◆ ABOUT THIS EXERCISE: Everything from the first line of the entries below through the line holding "24-character hex identifier." must be printed exactly as written.

◆ PROVIDED INFORMATION:
###

//! Structured logging setup.
//!
//! `RUST_LOG` drives filtering (default `info`); the output format comes from
//! [`LogFormat`].

use tracing_subscriber::EnvFilter;

use crate::config::LogFormat;

/// Installs the global subscriber. Call once, before anything logs.
pub fn init(format: LogFormat) {
    let filter = EnvFilter::try_from_default_env().unwrap_or_else(|_| EnvFilter::new("info"));
    let builder = tracing_subscriber::fmt().with_env_filter(filter);

    match format {
        LogFormat::Pretty => builder.init(),
        LogFormat::Json => builder.json().init(),
    }
}
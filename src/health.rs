//! Health-check handlers.
//!
//! | Probe | Path | Question |
//! |---|---|---|
//! | **Liveness** | `/healthz` | Is the process alive? |
//! | **Readiness** | `/readyz` | Can the document store be reached? |

use tracing::warn;

use crate::store::SharedStore;
use crate::{Request, Response, Status};

/// Always `200 OK` with body `"ok"`. No dependencies.
pub async fn liveness(_req: Request) -> Response {
    Response::text("ok")
}

/// `200 OK` `"ready"` when the store answers a ping, `503` otherwise.
pub async fn readiness(store: SharedStore, _req: Request) -> Response {
    match store.ping().await {
        Ok(()) => Response::text("ready"),
        Err(e) => {
            warn!("readiness check failed: {e}");
            Response::builder()
                .status(Status::ServiceUnavailable)
                .text("store unavailable")
        }
    }
}
//! User and post records.
//!
//! Each entity has three shapes:
//!
//! | Shape | Used for | Identifier |
//! |---|---|---|
//! | `User` / `Post` | stored document | `_id: ObjectId` |
//! | `NewUser` / `NewPost` | request body | none, assigned on insert |
//! | `UserView` / `PostView` | response body | `id`: 24-char hex string |
//!
//! Passwords are accepted and stored but never appear in a view.

use bson::oid::ObjectId;
use serde::{Deserialize, Serialize};

/// A string that is not a hex-encoded `ObjectId`.
#[derive(Clone, Debug, PartialEq, Eq, thiserror::Error)]
#[error("invalid identifier `{0}`")]
pub struct InvalidId(pub String);

/// Parses a 24-character hex identifier.
pub fn parse_id(s: &str) -> Result<ObjectId, InvalidId> {
    ObjectId::parse_str(s).map_err(|_| InvalidId(s.to_owned()))
}

// ── User ──────────────────────────────────────────────────────────────────────

#[derive(Clone, Debug, PartialEq, Serialize, Deserialize)]
pub struct User {
    #[serde(rename = "_id")]
    pub id: ObjectId,
    #[serde(default)]
    pub name: String,
    #[serde(default)]
    pub email: String,
    #[serde(default)]
    pub password: String,
    /// Hex ids of the user's posts, in the order they were given.
    #[serde(default)]
    pub posts: Vec<String>,
}

impl User {
    /// Parses every stored post reference, failing on the first bad one.
    pub fn post_ids(&self) -> Result<Vec<ObjectId>, InvalidId> {
        self.posts.iter().map(|p| parse_id(p)).collect()
    }
}

#[derive(Clone, Debug, Default, PartialEq, Serialize, Deserialize)]
#[serde(default)]
pub struct NewUser {
    pub name: String,
    pub email: String,
    pub password: String,
    pub posts: Vec<String>,
}

impl NewUser {
    /// Assigns a fresh identifier. Post references must already be valid
    /// ids; they are stored in canonical lowercase hex.
    pub fn into_user(self) -> Result<User, InvalidId> {
        let posts = self.posts.iter()
            .map(|p| parse_id(p).map(|oid| oid.to_hex()))
            .collect::<Result<_, _>>()?;

        Ok(User {
            id: ObjectId::new(),
            name: self.name,
            email: self.email,
            password: self.password,
            posts,
        })
    }
}

#[derive(Clone, Debug, PartialEq, Serialize, Deserialize)]
pub struct UserView {
    pub id: String,
    pub name: String,
    pub email: String,
    pub posts: Vec<String>,
}

impl From<User> for UserView {
    fn from(user: User) -> Self {
        Self {
            id: user.id.to_hex(),
            name: user.name,
            email: user.email,
            posts: user.posts,
        }
    }
}

// ── Post ──────────────────────────────────────────────────────────────────────

#[derive(Clone, Debug, PartialEq, Serialize, Deserialize)]
pub struct Post {
    #[serde(rename = "_id")]
    pub id: ObjectId,
    #[serde(default)]
    pub caption: String,
    #[serde(default)]
    pub url: String,
    /// Free-form; never parsed.
    #[serde(default)]
    pub timestamp: String,
}

#[derive(Clone, Debug, Default, PartialEq, Serialize, Deserialize)]
#[serde(default)]
pub struct NewPost {
    pub caption: String,
    pub url: String,
    pub timestamp: String,
}

impl NewPost {
    pub fn into_post(self) -> Post {
        Post {
            id: ObjectId::new(),
            caption: self.caption,
            url: self.url,
            timestamp: self.timestamp,
        }
    }
}

#[derive(Clone, Debug, PartialEq, Serialize, Deserialize)]
pub struct PostView {
    pub id: String,
    pub caption: String,
    pub url: String,
    pub timestamp: String,
}

impl From<Post> for PostView {
    fn from(post: Post) -> Self {
        Self {
            id: post.id.to_hex(),
            caption: post.caption,
            url: post.url,
            timestamp: post.timestamp,
        }
    }
}

/// Body of a successful create: the new resource's identifier.
#[derive(Clone, Debug, PartialEq, Serialize, Deserialize)]
pub struct Created {
    pub id: String,
}
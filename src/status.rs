//! HTTP status codes as a typed enum.
//!
//! The codes the service's handlers and router send. Use [`Status`]
//! anywhere a status code is accepted: `Response::status()`,
//! `Response::builder().status()`, or as a bare handler return value.
//!
//! ```rust
//! use postbox::{Response, Status};
//!
//! Response::status(Status::NotFound);
//!
//! Response::builder()
//!     .status(Status::Created)
//!     .header("location", "/users/42")
//!     .json(br#"{"id":"42"}"#.to_vec());
//! ```

#[derive(Clone, Copy, Debug, Eq, PartialEq)]
pub enum Status {
    // ── 2xx Success ───────────────────────────────────────────────────────────
    Ok,                  // 200
    Created,             // 201

    // ── 4xx Client errors ─────────────────────────────────────────────────────
    BadRequest,          // 400
    NotFound,            // 404

    // ── 5xx Server errors ─────────────────────────────────────────────────────
    InternalServerError, // 500
    ServiceUnavailable,  // 503
}

impl Status {
    pub const fn as_u16(self) -> u16 {
        match self {
            Self::Ok                  => 200,
            Self::Created             => 201,
            Self::BadRequest          => 400,
            Self::NotFound            => 404,
            Self::InternalServerError => 500,
            Self::ServiceUnavailable  => 503,
        }
    }
}

impl From<Status> for u16 {
    fn from(s: Status) -> u16 {
        s.as_u16()
    }
}
//! MongoDB-backed [`Store`].

use std::collections::HashMap;

use async_trait::async_trait;
use bson::doc;
use bson::oid::ObjectId;
use futures_util::TryStreamExt;
use mongodb::{Client, Collection, Database};
use tracing::debug;

use super::{Store, StoreError, POST_COLLECTION, USER_COLLECTION};
use crate::models::{Post, User};

/// One long-lived client for the whole process.
///
/// The driver pools connections internally and connects lazily, so
/// [`MongoStore::connect`] only fails on a malformed connection string. An
/// unreachable server shows up later as [`StoreError::Backend`] on the
/// request that needed it.
#[derive(Clone, Debug)]
pub struct MongoStore {
    db: Database,
    users: Collection<User>,
    posts: Collection<Post>,
}

impl MongoStore {
    pub async fn connect(uri: &str, database: &str) -> Result<Self, StoreError> {
        let client = Client::with_uri_str(uri).await?;
        let db = client.database(database);
        debug!(database, "mongodb client created");

        Ok(Self {
            users: db.collection(USER_COLLECTION),
            posts: db.collection(POST_COLLECTION),
            db,
        })
    }
}

#[async_trait]
impl Store for MongoStore {
    async fn ping(&self) -> Result<(), StoreError> {
        self.db
            .run_command(doc! { "ping": 1 }, None)
            .await
            .map(|_| ())
            .map_err(|e| StoreError::Unavailable(e.to_string()))
    }

    async fn find_user(&self, id: ObjectId) -> Result<User, StoreError> {
        self.users
            .find_one(doc! { "_id": id }, None)
            .await?
            .ok_or(StoreError::NotFound { collection: USER_COLLECTION, id })
    }

    async fn find_post(&self, id: ObjectId) -> Result<Post, StoreError> {
        self.posts
            .find_one(doc! { "_id": id }, None)
            .await?
            .ok_or(StoreError::NotFound { collection: POST_COLLECTION, id })
    }

    async fn find_posts(&self, ids: &[ObjectId]) -> Result<Vec<Post>, StoreError> {
        if ids.is_empty() {
            return Ok(Vec::new());
        }

        let cursor = self.posts
            .find(doc! { "_id": { "$in": ids.to_vec() } }, None)
            .await?;
        let found: Vec<Post> = cursor.try_collect().await?;
        in_list_order(ids, found)
    }

    async fn insert_user(&self, user: User) -> Result<ObjectId, StoreError> {
        let id = user.id;
        self.users.insert_one(user, None).await?;
        Ok(id)
    }

    async fn insert_post(&self, post: Post) -> Result<ObjectId, StoreError> {
        let id = post.id;
        self.posts.insert_one(post, None).await?;
        Ok(id)
    }
}

/// Lays `found` out in the order of `ids`, repeating a post for each
/// occurrence of its id. `$in` returns each match once, in no useful order.
fn in_list_order(ids: &[ObjectId], found: Vec<Post>) -> Result<Vec<Post>, StoreError> {
    let by_id: HashMap<ObjectId, Post> = found.into_iter().map(|p| (p.id, p)).collect();
    ids.iter()
        .map(|id| by_id.get(id).cloned().ok_or(StoreError::DanglingReference(*id)))
        .collect()
}
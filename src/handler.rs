//! Handler trait and type erasure.
//!
//! The router stores handlers of different concrete types side by side, so
//! each one is erased behind `dyn ErasedHandler`:
//!
//! ```text
//! move |req| get_user(Arc::clone(&store), req)   ← closure capturing the store
//!        ↓ router.on(Method::Get, "/users/{id}", …)
//! handler.into_boxed_handler()                   ← Handler blanket impl
//!        ↓
//! Arc<FnHandler<_>> as BoxedHandler              ← shared by every connection
//!        ↓
//! handler.call(req) at request time              ← one vtable dispatch
//! ```

use std::future::Future;
use std::pin::Pin;
use std::sync::Arc;

use crate::request::Request;
use crate::response::{IntoResponse, Response};

/// A heap-allocated, type-erased future that resolves to a [`Response`].
pub(crate) type BoxFuture = Pin<Box<dyn Future<Output = Response> + Send + 'static>>;

/// Internal dispatch interface.
///
/// `#[doc(hidden)] pub` rather than `pub(crate)` because it appears in the
/// return type of the public `Handler` trait's `into_boxed_handler` method.
#[doc(hidden)]
pub trait ErasedHandler {
    fn call(&self, req: Request) -> BoxFuture;
}

#[doc(hidden)]
pub type BoxedHandler = Arc<dyn ErasedHandler + Send + Sync + 'static>;

/// Implemented for every valid route handler.
///
/// Never implemented by hand: any `Fn(Request) -> impl Future<Output = impl IntoResponse>`
/// qualifies, which covers plain `async fn` items and closures that capture
/// shared state such as the document store.
pub trait Handler: private::Sealed + Send + Sync + 'static {
    #[doc(hidden)]
    fn into_boxed_handler(self) -> BoxedHandler;
}

mod private {
    pub trait Sealed {}
}

impl<F, Fut, R> private::Sealed for F
where
    F: Fn(Request) -> Fut + Send + Sync + 'static,
    Fut: Future<Output = R> + Send + 'static,
    R: IntoResponse + Send + 'static,
{
}

impl<F, Fut, R> Handler for F
where
    F: Fn(Request) -> Fut + Send + Sync + 'static,
    Fut: Future<Output = R> + Send + 'static,
    R: IntoResponse + Send + 'static,
{
    fn into_boxed_handler(self) -> BoxedHandler {
        Arc::new(FnHandler(self))
    }
}

/// Bridges a concrete handler `F` to the trait-object world.
struct FnHandler<F>(F);

impl<F, Fut, R> ErasedHandler for FnHandler<F>
where
    F: Fn(Request) -> Fut + Send + Sync,
    Fut: Future<Output = R> + Send + 'static,
    R: IntoResponse + Send + 'static,
{
    fn call(&self, req: Request) -> BoxFuture {
        let fut = (self.0)(req);
        Box::pin(async move { fut.await.into_response() })
    }
}
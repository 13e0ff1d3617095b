//! Incoming HTTP request type.

use std::collections::HashMap;

/// An incoming HTTP request with its body fully buffered. Headers are not
/// carried; no handler reads them.
///
/// The server builds one per hyper request; tests build them directly with
/// [`Request::new`] and hand them to [`Router::respond`](crate::Router::respond).
pub struct Request {
    pub(crate) method: String,
    pub(crate) path: String,
    pub(crate) body: Vec<u8>,
    pub(crate) params: HashMap<String, String>,
}

impl Request {
    pub fn new(
        method: impl Into<String>,
        path: impl Into<String>,
        body: Vec<u8>,
    ) -> Self {
        Self {
            method: method.into(),
            path: path.into(),
            body,
            params: HashMap::new(),
        }
    }

    pub(crate) fn with_params(mut self, params: HashMap<String, String>) -> Self {
        self.params = params;
        self
    }

    pub fn method(&self) -> &str { &self.method }
    pub fn path(&self) -> &str { &self.path }
    pub fn body(&self) -> &[u8] { &self.body }

    /// Returns a named path parameter.
    ///
    /// For a route `/users/{id}`, `req.param("id")` on `/users/42` returns `Some("42")`.
    pub fn param(&self, key: &str) -> Option<&str> {
        self.params.get(key).map(String::as_str)
    }
}
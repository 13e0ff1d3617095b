//! Outgoing HTTP response type and the [`IntoResponse`] conversion trait.
//!
//! Handlers build a [`Response`] (or anything that converts into one) and
//! return it. The server turns it into a hyper response at the edge.

use bytes::Bytes;
use http_body_util::Full;

use crate::status::Status;

const JSON: &str = "application/json";
const TEXT: &str = "text/plain; charset=utf-8";

// ── Response ─────────────────────────────────────────────────────────────────

/// An outgoing HTTP response.
///
/// # Shortcuts (200 OK, no custom headers needed)
///
/// ```rust
/// use postbox::{Response, Status};
///
/// Response::json(br#"{"id":"1"}"#.to_vec());
/// Response::text("hello");
/// Response::status(Status::NotFound);
/// ```
///
/// # Builder (custom status or headers)
///
/// ```rust
/// use postbox::{Response, Status};
///
/// Response::builder()
///     .status(Status::Created)
///     .header("location", "/users/42")
///     .json(br#"{"id":"42"}"#.to_vec());
/// ```
#[derive(Debug)]
pub struct Response {
    pub(crate) body: Vec<u8>,
    pub(crate) headers: Vec<(String, String)>,
    pub(crate) status: u16,
}

impl Response {
    /// `200 OK` with `application/json`.
    pub fn json(body: Vec<u8>) -> Self {
        Self::builder().json(body)
    }

    /// `200 OK` with `text/plain; charset=utf-8`.
    pub fn text(body: impl Into<String>) -> Self {
        Self::builder().text(body)
    }

    /// Response with no body.
    pub fn status(code: Status) -> Self {
        Self { body: Vec::new(), headers: Vec::new(), status: code.into() }
    }

    /// The plain-text `404` every unmatched request receives.
    pub fn not_found() -> Self {
        Self::builder().status(Status::NotFound).text("not found")
    }

    /// Builder for responses that need a custom status or extra headers.
    pub fn builder() -> ResponseBuilder {
        ResponseBuilder { headers: Vec::new(), status: Status::Ok.into() }
    }

    pub fn status_code(&self) -> u16 { self.status }
    pub fn body(&self) -> &[u8] { &self.body }

    /// Case-insensitive header lookup.
    pub fn header(&self, name: &str) -> Option<&str> {
        self.headers.iter()
            .find(|(k, _)| k.eq_ignore_ascii_case(name))
            .map(|(_, v)| v.as_str())
    }

    /// Converts into the hyper response written to the wire.
    ///
    /// A header that hyper refuses (invalid name or value) degrades the whole
    /// response to a bare 500 rather than sending something half-built.
    pub(crate) fn into_inner(self) -> http::Response<Full<Bytes>> {
        let mut builder = http::Response::builder().status(self.status);
        for (name, value) in &self.headers {
            builder = builder.header(name.as_str(), value.as_str());
        }
        builder
            .body(Full::new(Bytes::from(self.body)))
            .unwrap_or_else(|e| {
                tracing::error!("invalid response: {e}");
                let mut res = http::Response::new(Full::new(Bytes::new()));
                *res.status_mut() = http::StatusCode::INTERNAL_SERVER_ERROR;
                res
            })
    }
}

// ── ResponseBuilder ───────────────────────────────────────────────────────────

/// Fluent builder for [`Response`].
///
/// Obtain via [`Response::builder()`]. Defaults to `Status::Ok` (200).
/// Terminated by a typed body method.
pub struct ResponseBuilder {
    headers: Vec<(String, String)>,
    status: u16,
}

impl ResponseBuilder {
    pub fn status(mut self, code: Status) -> Self {
        self.status = code.into();
        self
    }

    pub fn header(mut self, name: &str, value: &str) -> Self {
        self.headers.push((name.to_owned(), value.to_owned()));
        self
    }

    /// Terminate with a JSON body (`application/json`).
    pub fn json(self, body: Vec<u8>) -> Response {
        self.finish(JSON, body)
    }

    /// Terminate with a plain-text body (`text/plain; charset=utf-8`).
    pub fn text(self, body: impl Into<String>) -> Response {
        self.finish(TEXT, body.into().into_bytes())
    }

    fn finish(self, content_type: &str, body: Vec<u8>) -> Response {
        let mut headers = vec![("content-type".to_owned(), content_type.to_owned())];
        headers.extend(self.headers);
        Response { body, headers, status: self.status }
    }
}

// ── IntoResponse ──────────────────────────────────────────────────────────────

/// Conversion into an HTTP [`Response`].
///
/// Implemented for the handler return types used in this crate. Handlers
/// that can fail return `Result<Response, ApiError>`; both sides convert.
pub trait IntoResponse {
    fn into_response(self) -> Response;
}

impl IntoResponse for Response {
    fn into_response(self) -> Response { self }
}

impl IntoResponse for &'static str {
    fn into_response(self) -> Response { Response::text(self) }
}

impl IntoResponse for String {
    fn into_response(self) -> Response { Response::text(self) }
}

/// Return a [`Status`] directly from a handler: `return Status::NotFound`
impl IntoResponse for Status {
    fn into_response(self) -> Response { Response::status(self) }
}

impl<T: IntoResponse, E: IntoResponse> IntoResponse for Result<T, E> {
    fn into_response(self) -> Response {
        match self {
            Ok(ok) => ok.into_response(),
            Err(err) => err.into_response(),
        }
    }
}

###

◆ SOLUTION:
//! Structured logging setup.
//!
//! `RUST_LOG` drives filtering (default `info`); the output format comes from
//! [`LogFormat`].

use tracing_subscriber::EnvFilter;

use crate::config::LogFormat;

/// Installs the global subscriber. Call once, before anything logs.
pub fn init(format: LogFormat) {
    let filter = EnvFilter::try_from_default_env().unwrap_or_else(|_| EnvFilter::new("info"));
    let builder = tracing_subscriber::fmt().with_env_filter(filter);

    match format {
        LogFormat::Pretty => builder.init(),
        LogFormat::Json => builder.json().init(),
    }
}
filename src/health.rs
//! Health-check handlers.
//!
//! | Probe | Path | Question |
//! |---|---|---|
//! | **Liveness** | `/healthz` | Is the process alive? |
//! | **Readiness** | `/readyz` | Can the document store be reached? |

use tracing::warn;

use crate::store::SharedStore;
use crate::{Request, Response, Status};

/// Always `200 OK` with body `"ok"`. No dependencies.
pub async fn liveness(_req: Request) -> Response {
    Response::text("ok")
}

/// `200 OK` `"ready"` when the store answers a ping, `503` otherwise.
pub async fn readiness(store: SharedStore, _req: Request) -> Response {
    match store.ping().await {
        Ok(()) => Response::text("ready"),
        Err(e) => {
            warn!("readiness check failed: {e}");
            Response::builder()
                .status(Status::ServiceUnavailable)
                .text("store unavailable")
        }
    }
}
//! User and post records.
//!
//! Each entity has three shapes:
//!
//! | Shape | Used for | Identifier |
//! |---|---|---|
//! | `User` / `Post` | stored document | `_id: ObjectId` |
//! | `NewUser` / `NewPost` | request body | none, assigned on insert |
//! | `UserView` / `PostView` | response body | `id`: 24-char hex string |
//!
//! Passwords are accepted and stored but never appear in a view.

use bson::oid::ObjectId;
use serde::{Deserialize, Serialize};

/// A string that is not a hex-encoded `ObjectId`.
#[derive(Clone, Debug, PartialEq, Eq, thiserror::Error)]
#[error("invalid identifier `{0}`")]
pub struct InvalidId(pub String);

/// Parses a 24-character hex identifier.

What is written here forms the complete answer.